**Stored items:**
########
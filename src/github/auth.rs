use jsonwebtoken::{encode, get_current_timestamp, Algorithm, EncodingKey, Header};
use serde::Serialize;

use crate::github::Result;

/// GitHub rejects app tokens valid for more than 10 minutes.
const JWT_LIFETIME_SECS: u64 = 9 * 60;
/// Issue tokens slightly in the past to allow for clock drift with GitHub.
const CLOCK_DRIFT_SECS: u64 = 60;

#[derive(Debug, Serialize)]
pub(crate) struct Claims<'a> {
    pub iat: u64,
    pub exp: u64,
    pub iss: &'a str,
}

impl<'a> Claims<'a> {
    pub fn new(app_id: &'a str, now: u64) -> Self {
        Self {
            iat: now.saturating_sub(CLOCK_DRIFT_SECS),
            exp: now + JWT_LIFETIME_SECS,
            iss: app_id,
        }
    }
}

pub(crate) fn parse_private_key(pem: &str) -> Result<EncodingKey> {
    Ok(EncodingKey::from_rsa_pem(pem.as_bytes())?)
}

/// Creates the RS256 token authenticating as the app itself.
pub(crate) fn create_app_jwt(key: &EncodingKey, app_id: &str) -> Result<String> {
    let claims = Claims::new(app_id, get_current_timestamp());
    Ok(encode(&Header::new(Algorithm::RS256), &claims, key)?)
}
use std::io;

use anyhow::anyhow;
use rocket::{
    data::{ByteUnit, FromData, Outcome},
    http::Status,
    Data, Request,
};
use tracing::trace;

use crate::{
    errors::{report_delivery_error, DeliveryError},
    webhooks::github::GitHubSecret,
};

const X_GITHUB_SIGNATURE: &str = "X-Hub-Signature-256";

fn validate_signature(secret: &str, signature: &str, data: &str) -> bool {
    trace!("validating signature...");
    use hmac::{Hmac, Mac};
    use sha2::Sha256;

    type HmacSha256 = Hmac<Sha256>;

    // HMAC accepts keys of any length
    let Ok(mut mac) = HmacSha256::new_from_slice(secret.as_bytes()) else {
        return false;
    };

    mac.update(data.as_bytes());

    // GitHub puts a prefix in front of its hex SHA256
    let signature = match signature.strip_prefix("sha256=") {
        Some(s) => s,
        None => {
            trace!("couldn't strip prefix from signature `{}`", signature);
            return false;
        }
    };

    match hex::decode(signature) {
        Ok(bytes) => mac.verify_slice(&bytes).is_ok(),
        Err(_) => {
            trace!("couldn't decode hex-encoded signature {}", signature);
            false
        }
    }
}

/// Raw body of a delivery whose signature matched the webhook secret.
pub struct SignedGitHubPayload(pub String);

const LIMIT: ByteUnit = ByteUnit::Mebibyte(1);

#[rocket::async_trait]
impl<'r> FromData<'r> for SignedGitHubPayload {
    type Error = DeliveryError;

    async fn from_data(request: &'r Request<'_>, data: Data<'r>) -> Outcome<'r, Self> {
        trace!("received payload on GitHub webhook endpoint: {:?}", request);

        if !request.content_type().map_or(false, |ct| ct.is_json()) {
            trace!(
                "content type `{:?}` wasn't json, stopping here...",
                request.content_type()
            );
            return Outcome::Error((
                Status::BadRequest,
                anyhow!("wrong content type").into(),
            ));
        }

        let signatures = request
            .headers()
            .get(X_GITHUB_SIGNATURE)
            .collect::<Vec<_>>();
        if signatures.len() != 1 {
            trace!("couldn't locate {} header", X_GITHUB_SIGNATURE);
            return Outcome::Error((
                Status::BadRequest,
                anyhow!("request header needs exactly one signature").into(),
            ));
        }

        let size_limit = request.limits().get("json").unwrap_or(LIMIT);
        let content = match data.open(size_limit).into_string().await {
            Ok(s) if s.is_complete() => s.into_inner(),
            Ok(_) => {
                let eof = io::ErrorKind::UnexpectedEof;
                trace!("payload was too big");
                return Outcome::Error((
                    Status::PayloadTooLarge,
                    anyhow::Error::new(io::Error::new(eof, "data limit exceeded")).into(),
                ));
            }
            Err(e) => return Outcome::Error((Status::BadRequest, anyhow::Error::new(e).into())),
        };

        let secret = match request.rocket().state::<GitHubSecret>() {
            Some(secret) => secret,
            None => {
                return Outcome::Error((
                    Status::InternalServerError,
                    anyhow!("webhook secret isn't managed").into(),
                ))
            }
        };

        if !validate_signature(&secret.0, signatures[0], &content) {
            trace!("signature validation failed, stopping here...");
            let error = DeliveryError::SignatureInvalid;
            report_delivery_error(&error);
            return Outcome::Error((Status::BadRequest, error));
        }

        trace!("validated GitHub payload");
        Outcome::Success(SignedGitHubPayload(content))
    }
}

/// Computes the header value GitHub would send for `data`.
#[cfg(test)]
pub(crate) fn sign(secret: &str, data: &str) -> String {
    use hmac::{Hmac, Mac};
    use sha2::Sha256;

    let mut mac = Hmac::<Sha256>::new_from_slice(secret.as_bytes()).unwrap();
    mac.update(data.as_bytes());
    format!("sha256={}", hex::encode(mac.finalize().into_bytes()))
}
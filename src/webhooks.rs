use rocket::{routes, Build, Rocket};
use tokio::sync::mpsc::UnboundedSender;

use crate::config::WardenConfig;

pub mod github;
pub use github::{github_webhook, GitHubDelivery, GitHubEvent, GitHubSecret};

pub struct EventSender(pub UnboundedSender<Event>);

#[derive(Debug)]
pub enum Event {
    GitHub(GitHubDelivery),
}

/// Builds the web server receiving webhook deliveries on the configured path. Verified
/// deliveries are forwarded through `sender`.
pub fn build_rocket(config: &WardenConfig, sender: EventSender) -> Rocket<Build> {
    let figment = rocket::Config::figment()
        .merge(("port", config.port))
        .merge(("address", "0.0.0.0"));

    rocket::custom(figment)
        .mount(config.webhook_path.as_str(), routes![github_webhook])
        .manage(sender)
        .manage(GitHubSecret(config.webhook_secret.clone()))
}
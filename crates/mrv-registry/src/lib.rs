//! Append-only hash registry for MRV records.
//!
//! This crate provides:
//! - The [`Ledger`] trait: the black-box collaborator that serializes
//!   concurrent create-mutations and owns the authoritative clock
//! - [`Registry`]: a thin, cache-free client over a ledger exposing the
//!   create / get / exists / verify contract
//! - [`AnchorClient`]: submits a create-mutation and resolves it to a
//!   definite confirmed / rejected / indeterminate outcome
//! - [`MemoryLedger`] and [`FileLedger`] backends
//!
//! Core invariants:
//! - Per identifier, the only state transition is Absent -> Present;
//!   entries are never updated or deleted
//! - The registry performs no locking of its own: correctness of concurrent
//!   writes rests entirely on the ledger's linearizable create-per-key
//! - A timeout is never resolved into a false confirmed or false rejected
//!
#![deny(missing_docs)]

/// Anchoring client with definite-outcome resolution.
pub mod anchor;
/// Registry entry type.
pub mod entry;
/// Error types for ledger and registry operations.
pub mod errors;
/// Registration and query-audit events.
pub mod events;
/// File-backed append-only ledger.
pub mod file;
/// The ledger collaborator trait.
pub mod ledger;
/// In-memory reference ledger.
pub mod memory;
/// Thin registry client over a ledger.
pub mod registry;

pub use anchor::{AnchorClient, AnchorConfirmation, AnchorError, AnchorOptions, RejectReason};
pub use entry::RegistryEntry;
pub use errors::{LedgerError, RegistryError};
pub use events::{LedgerEvent, QueryEvent, RegistrationEvent};
pub use file::{FileLedger, FileLedgerOptions};
pub use ledger::{Ledger, LedgerReceipt};
pub use memory::MemoryLedger;
pub use registry::Registry;
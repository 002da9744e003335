//! CLI command implementations.

pub mod anchor;
pub mod canonicalize;
pub mod exists;
pub mod get;
pub mod hash;
pub mod list;
pub mod verify;

use mrv_canonical::{Canonicalizer, RecordId, SchemaVersion};
use mrv_registry::{FileLedger, FileLedgerOptions};
use mrv_schemas::CURRENT_SCHEMA_VERSION;
use serde_json::Value;

/// Opens the ledger file shared by registry-facing commands.
pub(crate) fn open_ledger(path: &str) -> Result<FileLedger, Box<dyn std::error::Error>> {
    FileLedger::open(path, FileLedgerOptions::default())
        .map_err(|e| format!("Failed to open ledger {}: {}", path, e).into())
}

/// The canonicalizer for the wire format version this build emits.
pub(crate) fn make_canonicalizer() -> Result<Canonicalizer, Box<dyn std::error::Error>> {
    let version = SchemaVersion::parse(CURRENT_SCHEMA_VERSION)
        .map_err(|e| format!("Invalid schema version: {}", e))?;
    Ok(Canonicalizer::new(version))
}

/// Loads a record document from a JSON file.
pub(crate) fn load_record(path: &str) -> Result<Value, Box<dyn std::error::Error>> {
    let text = std::fs::read_to_string(path)
        .map_err(|e| format!("Failed to read file {}: {}", path, e))?;
    let value: Value =
        serde_json::from_str(&text).map_err(|e| format!("Invalid JSON in {}: {}", path, e))?;
    Ok(value)
}

/// Resolves the identifier for a record: an explicit `--id` wins, otherwise
/// the record's own `mrv_id` field.
pub(crate) fn resolve_id(
    record: &Value,
    explicit: Option<String>,
) -> Result<RecordId, Box<dyn std::error::Error>> {
    let raw = match explicit {
        Some(id) => id,
        None => record
            .get("mrv_id")
            .and_then(|v| v.as_str())
            .ok_or("Record has no mrv_id field; pass --id")?
            .to_string(),
    };
    RecordId::parse(raw).map_err(|e| format!("Invalid record id: {}", e).into())
}
use crate::validation::ValidationError;
use regex::Regex;
use serde::{Deserialize, Serialize};
use std::fmt;

macro_rules! newtype {
    ($name:ident, $doc:expr, $pattern:expr) => {
        #[doc = $doc]
        #[derive(Debug, Clone, PartialEq, Eq, Hash, Serialize, Deserialize)]
        #[serde(transparent)]
        pub struct $name(String);

        impl $name {
            /// Creates a new instance without validation; callers are responsible for conformity.
            pub fn new(value: String) -> Self {
                Self(value)
            }

            /// Parses a validated identifier from a string.
            pub fn parse(value: impl Into<String>) -> Result<Self, ValidationError> {
                let s = value.into();
                if !Regex::new($pattern).expect("invalid regex").is_match(&s) {
                    return Err(ValidationError::PatternMismatch {
                        field: stringify!($name),
                        value: s,
                    });
                }
                Ok(Self(s))
            }
        }

        impl From<String> for $name {
            fn from(value: String) -> Self {
                Self(value)
            }
        }

        impl AsRef<str> for $name {
            fn as_ref(&self) -> &str {
                &self.0
            }
        }

        impl fmt::Display for $name {
            fn fmt(&self, f: &mut fmt::Formatter<'_>) -> fmt::Result {
                write!(f, "{}", self.0)
            }
        }
    };
}

newtype!(
    RecordId,
    "Producer-chosen MRV record identifier (pattern: `MRV-` followed by 1-64 URL-safe characters).",
    r"^MRV-[A-Za-z0-9_-]{1,64}$"
);
newtype!(
    SubmitterId,
    "Identity that submitted or queried a registry mutation (ledger account, service name, ...).",
    r"^[A-Za-z0-9][A-Za-z0-9:._-]{0,127}$"
);
newtype!(
    Timestamp,
    "UTC RFC3339 timestamp with `Z` suffix.",
    r"^\d{4}-\d{2}-\d{2}T\d{2}:\d{2}:\d{2}(\.\d{1,9})?Z$"
);
newtype!(
    SchemaVersion,
    "Canonical wire format version declared inside a record (pattern: `major.minor`).",
    r"^[0-9]+\.[0-9]+$"
);
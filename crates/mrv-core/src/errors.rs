use thiserror::Error;

/// Verification failures that are not outcomes.
#[derive(Error, Debug)]
pub enum CoreError {
    /// The record could not be reduced to a digest (serialization failure,
    /// unsupported schema version, uncanonicalizable structure). Fatal to
    /// this operation: without canonical bytes there is no basis for any
    /// of the three outcomes.
    #[error("record digest computation failed: {0}")]
    Digest(#[from] mrv_canonical::RecordDigestError),
    /// The registry could not be consulted.
    #[error("registry error: {0}")]
    Registry(#[from] mrv_registry::RegistryError),
}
########
**WORK TO BE COMPLETED:**
Each line of the records above, from the first through the one containing "of any length", is to be retyped exactly; no other line belongs.

**ANSWER BELOW:**
filename src/github/auth.rs
use jsonwebtoken::{encode, get_current_timestamp, Algorithm, EncodingKey, Header};
use serde::Serialize;

use crate::github::Result;

/// GitHub rejects app tokens valid for more than 10 minutes.
const JWT_LIFETIME_SECS: u64 = 9 * 60;
/// Issue tokens slightly in the past to allow for clock drift with GitHub.
const CLOCK_DRIFT_SECS: u64 = 60;

#[derive(Debug, Serialize)]
pub(crate) struct Claims<'a> {
    pub iat: u64,
    pub exp: u64,
    pub iss: &'a str,
}

impl<'a> Claims<'a> {
    pub fn new(app_id: &'a str, now: u64) -> Self {
        Self {
            iat: now.saturating_sub(CLOCK_DRIFT_SECS),
            exp: now + JWT_LIFETIME_SECS,
            iss: app_id,
        }
    }
}

pub(crate) fn parse_private_key(pem: &str) -> Result<EncodingKey> {
    Ok(EncodingKey::from_rsa_pem(pem.as_bytes())?)
}

/// Creates the RS256 token authenticating as the app itself.
pub(crate) fn create_app_jwt(key: &EncodingKey, app_id: &str) -> Result<String> {
    let claims = Claims::new(app_id, get_current_timestamp());
    Ok(encode(&Header::new(Algorithm::RS256), &claims, key)?)
}
use std::io;

use anyhow::anyhow;
use rocket::{
    data::{ByteUnit, FromData, Outcome},
    http::Status,
    Data, Request,
};
use tracing::trace;

use crate::{
    errors::{report_delivery_error, DeliveryError},
    webhooks::github::GitHubSecret,
};

const X_GITHUB_SIGNATURE: &str = "X-Hub-Signature-256";

fn validate_signature(secret: &str, signature: &str, data: &str) -> bool {
    trace!("validating signature...");
    use hmac::{Hmac, Mac};
    use sha2::Sha256;

    type HmacSha256 = Hmac<Sha256>;

    // HMAC accepts keys of any length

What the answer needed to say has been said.